(Stored data)
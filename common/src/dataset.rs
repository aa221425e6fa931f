//! データセット設定（config.json）

use serde::{Deserialize, Serialize};

pub const DEFAULT_DATASET_ID: &str = "default";
pub const DEFAULT_SEARCH_DIR: &str = "data/search";
pub const DEFAULT_RESULTS_DIR: &str = "data/results";

/// 1データセット分のパス設定
#[derive(Debug, Clone, PartialEq, Serialize, Deserialize)]
#[serde(rename_all = "camelCase")]
pub struct Dataset {
    #[serde(default = "default_id")]
    pub id: String,
    #[serde(default, skip_serializing_if = "Option::is_none")]
    pub label: Option<String>,
    #[serde(default = "default_search_dir")]
    pub search_dir: String,
    #[serde(default = "default_results_dir")]
    pub results_dir: String,
}

fn default_id() -> String {
    DEFAULT_DATASET_ID.to_string()
}

fn default_search_dir() -> String {
    DEFAULT_SEARCH_DIR.to_string()
}

fn default_results_dir() -> String {
    DEFAULT_RESULTS_DIR.to_string()
}

impl Default for Dataset {
    fn default() -> Self {
        Self {
            id: default_id(),
            label: None,
            search_dir: default_search_dir(),
            results_dir: default_results_dir(),
        }
    }
}

impl Dataset {
    /// 表示名（ラベルがなければID）
    pub fn display_name(&self) -> &str {
        self.label.as_deref().unwrap_or(&self.id)
    }
}

/// config.json のルート
#[derive(Debug, Clone, Default, PartialEq, Serialize, Deserialize)]
#[serde(rename_all = "camelCase")]
pub struct DatasetConfig {
    #[serde(default)]
    pub datasets: Vec<Dataset>,
    #[serde(default, skip_serializing_if = "Option::is_none")]
    pub default_id: Option<String>,
}

impl DatasetConfig {
    pub fn from_json(json: &str) -> crate::Result<Self> {
        Ok(serde_json::from_str(json)?)
    }

    /// IDでデータセットを検索
    pub fn find(&self, id: &str) -> Option<&Dataset> {
        self.datasets.iter().find(|d| d.id == id)
    }

    /// 既定のデータセットを選択
    ///
    /// `defaultId` に一致するもの、なければ先頭。空なら `None`。
    pub fn pick_default(&self) -> Option<&Dataset> {
        self.default_id
            .as_deref()
            .filter(|id| !id.is_empty())
            .and_then(|id| self.find(id))
            .or_else(|| self.datasets.first())
    }

    /// 処理対象のデータセットを決定
    ///
    /// `requested` が指定されていれば優先し、見つからない場合は既定の選択に戻る。
    /// 設定がない場合は組み込みの既定値を返す。
    pub fn select(config: Option<&Self>, requested: Option<&str>) -> Dataset {
        let Some(config) = config else {
            return Dataset::default();
        };

        requested
            .and_then(|id| config.find(id))
            .or_else(|| config.pick_default())
            .cloned()
            .unwrap_or_default()
    }

    /// 全データセット（空なら既定値のみ）
    pub fn datasets_or_default(config: Option<&Self>) -> Vec<Dataset> {
        match config {
            Some(c) if !c.datasets.is_empty() => c.datasets.clone(),
            _ => vec![Dataset::default()],
        }
    }
}

#[cfg(test)]
mod tests {
    use super::*;

    const SAMPLE: &str = r#"{
        "defaultId": "park",
        "datasets": [
            { "id": "street", "searchDir": "data/street/search", "resultsDir": "data/street/results" },
            { "id": "park", "label": "Park walk", "searchDir": "data/park/search", "resultsDir": "data/park/results" }
        ]
    }"#;

    #[test]
    fn test_pick_by_default_id() {
        let config = DatasetConfig::from_json(SAMPLE).unwrap();
        let dataset = DatasetConfig::select(Some(&config), None);
        assert_eq!(dataset.id, "park");
        assert_eq!(dataset.display_name(), "Park walk");
        assert_eq!(dataset.search_dir, "data/park/search");
    }

    #[test]
    fn test_requested_id_wins() {
        let config = DatasetConfig::from_json(SAMPLE).unwrap();
        let dataset = DatasetConfig::select(Some(&config), Some("street"));
        assert_eq!(dataset.results_dir, "data/street/results");
    }

    #[test]
    fn test_unknown_default_id_falls_back_to_first() {
        let mut config = DatasetConfig::from_json(SAMPLE).unwrap();
        config.default_id = Some("missing".into());
        assert_eq!(DatasetConfig::select(Some(&config), None).id, "street");
    }

    #[test]
    fn test_no_default_id_picks_first() {
        let mut config = DatasetConfig::from_json(SAMPLE).unwrap();
        config.default_id = None;
        assert_eq!(DatasetConfig::select(Some(&config), Some("nope")).id, "street");
    }

    #[test]
    fn test_absent_config_uses_builtin_paths() {
        let dataset = DatasetConfig::select(None, None);
        assert_eq!(dataset.search_dir, DEFAULT_SEARCH_DIR);
        assert_eq!(dataset.results_dir, DEFAULT_RESULTS_DIR);
    }

    #[test]
    fn test_empty_datasets_uses_builtin_paths() {
        let config = DatasetConfig::from_json(r#"{ "datasets": [] }"#).unwrap();
        assert_eq!(DatasetConfig::select(Some(&config), None), Dataset::default());
        assert_eq!(DatasetConfig::datasets_or_default(Some(&config)).len(), 1);
    }
}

▶ [Instructions to follow] Check the entries above line by line and return each one containing the word "select".

▶ [Response area]
    pub fn select(config: Option<&Self>, requested: Option<&str>) -> Dataset {
        let dataset = DatasetConfig::select(Some(&config), None);
        let dataset = DatasetConfig::select(Some(&config), Some("street"));
        assert_eq!(DatasetConfig::select(Some(&config), None).id, "street");
        assert_eq!(DatasetConfig::select(Some(&config), Some("nope")).id, "street");
        let dataset = DatasetConfig::select(None, None);
        assert_eq!(DatasetConfig::select(Some(&config), None), Dataset::default());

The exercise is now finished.